4. Bei all dieser Therapievielfalt darf die Langzeitsicherheit der Medikamente nicht vergessen werden, insbesondere weil es immer wieder Medikamente gegeben hat, welche wegen Sicherheitsbedenken zum Teil Jahre nach der Einführung wieder vom Markt zurückgezogen wurden (Troglitazon, Rosiglitazon, Rimonabant). Den «Test der Zeit» haben sicher Metformin, Sulfonylharnstoffe, Glinide und Insulin bestanden. Das einzige auf dem Markt noch erhältliche Glitazon, das Pioglitazon, steht im Moment unter dem Schatten eines möglichen erhöhten Blasenkrebsrisikos. Die neuen Medikamentengruppen (DPP-4 Hemmer, GLP-1 Rezeptor Agonisten) haben bisher zu keinen wesentlichen Sicherheitsbedenken geführt. Die Origin-Studie konnte zudem zeigen, dass eine frühe Insulinbehandlung mit Glargin in Bezug auf schwere Nebenwirkungen sicher und mit keinem erhöhten Krebsrisiko assoziiert ist.
Zusammenfassung
Die Behandlungsstrategien des Typ-2-Diabetes folgen nicht mehr einem starren Stufenschema, sondern sind individuell auf die Bedürfnisse des Patienten zugeschnitten. Für jeden Betroffenen wird ein individuelles HbA1c-Ziel bestimmt. Diese Vorgehensweise erfordert von den behandelnden Ärzten einen hohen Grad an Fachkenntnis.

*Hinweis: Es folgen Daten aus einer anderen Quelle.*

//! Entry persistence.
//!
//! The HTTP layer talks to an [`EntryStore`] rather than to a connection
//! directly, so tests can swap in a substitute store.

use crate::app_config::DatabaseConfig;
use crate::db;
use crate::orm::entries;
use async_trait::async_trait;
use sea_orm::{entity::*, DatabaseConnection, DbErr, EntityTrait};
use std::sync::{Arc, RwLock};

pub type Entry = entries::Model;

/// Fields supplied by the client when creating an entry.
#[derive(Clone, Debug)]
pub struct NewEntry {
    pub name: String,
    pub email: String,
    pub image_name: String,
    pub image_url: String,
}

#[async_trait]
pub trait EntryStore: Send + Sync {
    /// Insert a row and return its auto-assigned id.
    async fn insert_entry(&self, entry: NewEntry) -> Result<i32, DbErr>;

    /// Every entry in the order the database returns them.
    async fn list_entries(&self) -> Result<Vec<Entry>, DbErr>;

    /// Delete by id, returning how many rows matched (0 or 1).
    async fn delete_entry(&self, id: i32) -> Result<u64, DbErr>;
}

/// [`EntryStore`] backed by the SeaORM connection pool.
///
/// When the database is unreachable at startup the pool is opened on the
/// next query instead; until then every operation fails with [`DbErr::Conn`].
pub struct DbEntryStore {
    db: RwLock<Option<Arc<DatabaseConnection>>>,
    config: Option<DatabaseConfig>,
}

impl DbEntryStore {
    pub fn new(db: DatabaseConnection) -> Self {
        Self {
            db: RwLock::new(Some(Arc::new(db))),
            config: None,
        }
    }

    /// A store that connects on first use.
    pub fn lazy(config: DatabaseConfig) -> Self {
        Self {
            db: RwLock::new(None),
            config: Some(config),
        }
    }

    /// Open the pool and run the startup check. Failures are logged and never
    /// stop the caller.
    pub async fn open(config: &DatabaseConfig) -> Self {
        match db::connect(config).await {
            Ok(conn) => {
                match db::check_connection(&conn).await {
                    Ok(()) => log::info!("Connected to database"),
                    Err(err) => log::error!("Database connection check failed: {}", err),
                }
                let mut store = Self::new(conn);
                store.config = Some(config.clone());
                store
            }
            Err(err) => {
                log::error!("Database connection failed, retrying on first query: {}", err);
                Self::lazy(config.clone())
            }
        }
    }

    async fn connection(&self) -> Result<Arc<DatabaseConnection>, DbErr> {
        let existing = self.db.read().map_err(|_| poisoned())?.clone();
        if let Some(conn) = existing {
            return Ok(conn);
        }

        let config = self
            .config
            .as_ref()
            .ok_or_else(|| DbErr::Conn("No database configured".to_string()))?;
        let conn = Arc::new(db::connect(config).await?);
        log::info!("Connected to database");

        // Two requests may race here; the first pool stored wins.
        let mut slot = self.db.write().map_err(|_| poisoned())?;
        Ok(slot.get_or_insert(conn).clone())
    }
}

fn poisoned() -> DbErr {
    DbErr::Custom("Connection slot poisoned".to_string())
}

#[async_trait]
impl EntryStore for DbEntryStore {
    async fn insert_entry(&self, entry: NewEntry) -> Result<i32, DbErr> {
        let model = entries::ActiveModel {
            name: Set(entry.name),
            email: Set(entry.email),
            image_name: Set(entry.image_name),
            image_url: Set(entry.image_url),
            ..Default::default()
        };

        let db = self.connection().await?;
        let res = entries::Entity::insert(model).exec(&*db).await?;
        Ok(res.last_insert_id)
    }

    async fn list_entries(&self) -> Result<Vec<Entry>, DbErr> {
        let db = self.connection().await?;
        entries::Entity::find().all(&*db).await
    }

    async fn delete_entry(&self, id: i32) -> Result<u64, DbErr> {
        let db = self.connection().await?;
        let res = entries::Entity::delete_by_id(id).exec(&*db).await?;
        Ok(res.rows_affected)
    }
}
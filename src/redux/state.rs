use serde::Serialize;
use serde_json::Value;

use crate::api::FetchError;

#[derive(Default, Clone, PartialEq, Debug)]
pub struct State {
  pub api_base_url: Option<String>,
  pub students: StudentsSlice,
}

/// `data` and `error` are independent: a new fetch keeps a stale error, a
/// failed fetch keeps the last good data.
#[derive(Serialize, Clone, PartialEq, Debug)]
pub struct StudentsSlice {
  pub fetching: bool,
  #[serde(skip_serializing_if = "Option::is_none")]
  pub data: Option<Value>,
  #[serde(skip_serializing_if = "Option::is_none")]
  pub error: Option<FetchError>,
}

impl Default for StudentsSlice {
  fn default() -> Self {
    Self { fetching: true, data: None, error: None }
  }
}

#[cfg(test)]
mod tests {
  use pretty_assertions::assert_eq;
  use serde_json::json;

  use super::*;

  #[test]
  fn fresh_slice_is_fetching() {
    assert_eq!(State::default().students, StudentsSlice { fetching: true, data: None, error: None });
  }

  #[test]
  fn slice_serializes_without_empty_fields() {
    assert_eq!(serde_json::to_value(StudentsSlice::default()).unwrap(), json!({ "fetching": true }));

    let settled =
      StudentsSlice { fetching: false, data: Some(json!([{ "id": 1 }])), error: Some(FetchError::MissingBaseUrl) };
    assert_eq!(
      serde_json::to_value(settled).unwrap(),
      json!({
        "fetching": false,
        "data": [{ "id": 1 }],
        "error": "no API base URL configured (set REACT_APP_API_BASE_URL)",
      })
    );
  }
}
use std::sync::Arc;

use redux_rs::{middlewares::thunk::Thunk, StoreApi};

use super::{action::Action, state::State};
use crate::api::StudentsApi;

pub mod fetch_students;

#[derive(Debug, Clone, PartialEq)]
pub enum ThunkAction {
  FetchStudents,
}

pub fn thunk_impl<Api>(action: ThunkAction, api: Arc<dyn StudentsApi>) -> Box<dyn Thunk<State, Action, Api> + Send + Sync>
where
  Api: StoreApi<State, Action> + Send + Sync + 'static,
{
  match action {
    ThunkAction::FetchStudents => Box::new(fetch_students::FetchStudentsThunk::new(api)),
  }
}
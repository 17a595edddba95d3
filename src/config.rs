use std::path::{Path, PathBuf};

use config::{Environment, FileFormat};
use serde::Deserialize;

const CONFIG: &str = include_str!("../.config/config.json5");

/// `REACT_APP_API_BASE_URL` lands on the `api_base_url` key.
pub const API_ENV_PREFIX: &str = "REACT_APP";

#[derive(Clone, Debug, Deserialize, Default)]
pub struct AppConfig {
  #[serde(default)]
  pub _config_dir: PathBuf,
}

#[derive(Clone, Debug, Default, Deserialize)]
pub struct Config {
  #[serde(default, flatten)]
  pub config: AppConfig,
  #[serde(default)]
  pub api_base_url: Option<String>,
}

impl Config {
  pub fn new() -> Result<Self, config::ConfigError> {
    let config_dir = crate::utils::get_config_dir();
    Self::load(&config_dir, api_environment())
  }

  /// Layers, lowest precedence first: embedded defaults, config files in
  /// `config_dir`, then `env`.
  pub fn load(config_dir: &Path, env: Environment) -> Result<Self, config::ConfigError> {
    let mut builder = config::Config::builder()
      .add_source(config::File::from_str(CONFIG, FileFormat::Json5))
      .set_default("_config_dir", config_dir.to_string_lossy().to_string())?;

    let config_files = [
      ("config.json5", FileFormat::Json5),
      ("config.json", FileFormat::Json),
      ("config.yaml", FileFormat::Yaml),
      ("config.toml", FileFormat::Toml),
      ("config.ini", FileFormat::Ini),
    ];
    let mut found_config = false;
    for (file, format) in &config_files {
      builder = builder.add_source(config::File::from(config_dir.join(file)).format(*format).required(false));
      if config_dir.join(file).exists() {
        found_config = true
      }
    }
    if !found_config {
      log::info!("No configuration file found in {}, using defaults", config_dir.display());
    }

    builder.add_source(env).build()?.try_deserialize()
  }
}

/// `REACT_APP_*` variables; an empty value counts as unset.
pub fn api_environment() -> Environment {
  Environment::with_prefix(API_ENV_PREFIX).ignore_empty(true)
}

P.S.: Für die Stellungnahme der SGED zeichnen verantwortlich: Prof. Dr. med. Roger Lehmann; Prof. Dr. med. Christoph Henzen; Prof. Dr. med. Emanuel Christ.
Der Artikel wurde von Dr. Karl Scheidegger etwas gekürzt. Einzelne Fachausdrücke wurden ins Deutsche übersetzt.
Anmerkung der Redaktion
Im vorliegenden Artikel ist die neue Substanzklasse der SGLT-2-Inhibitoren – auch Gliflozine genannt – nicht erwähnt. Diese waren 2012 noch nicht erhältlich. Wir werden in einer der nächsten «d-journal»-Nummern darüber berichten.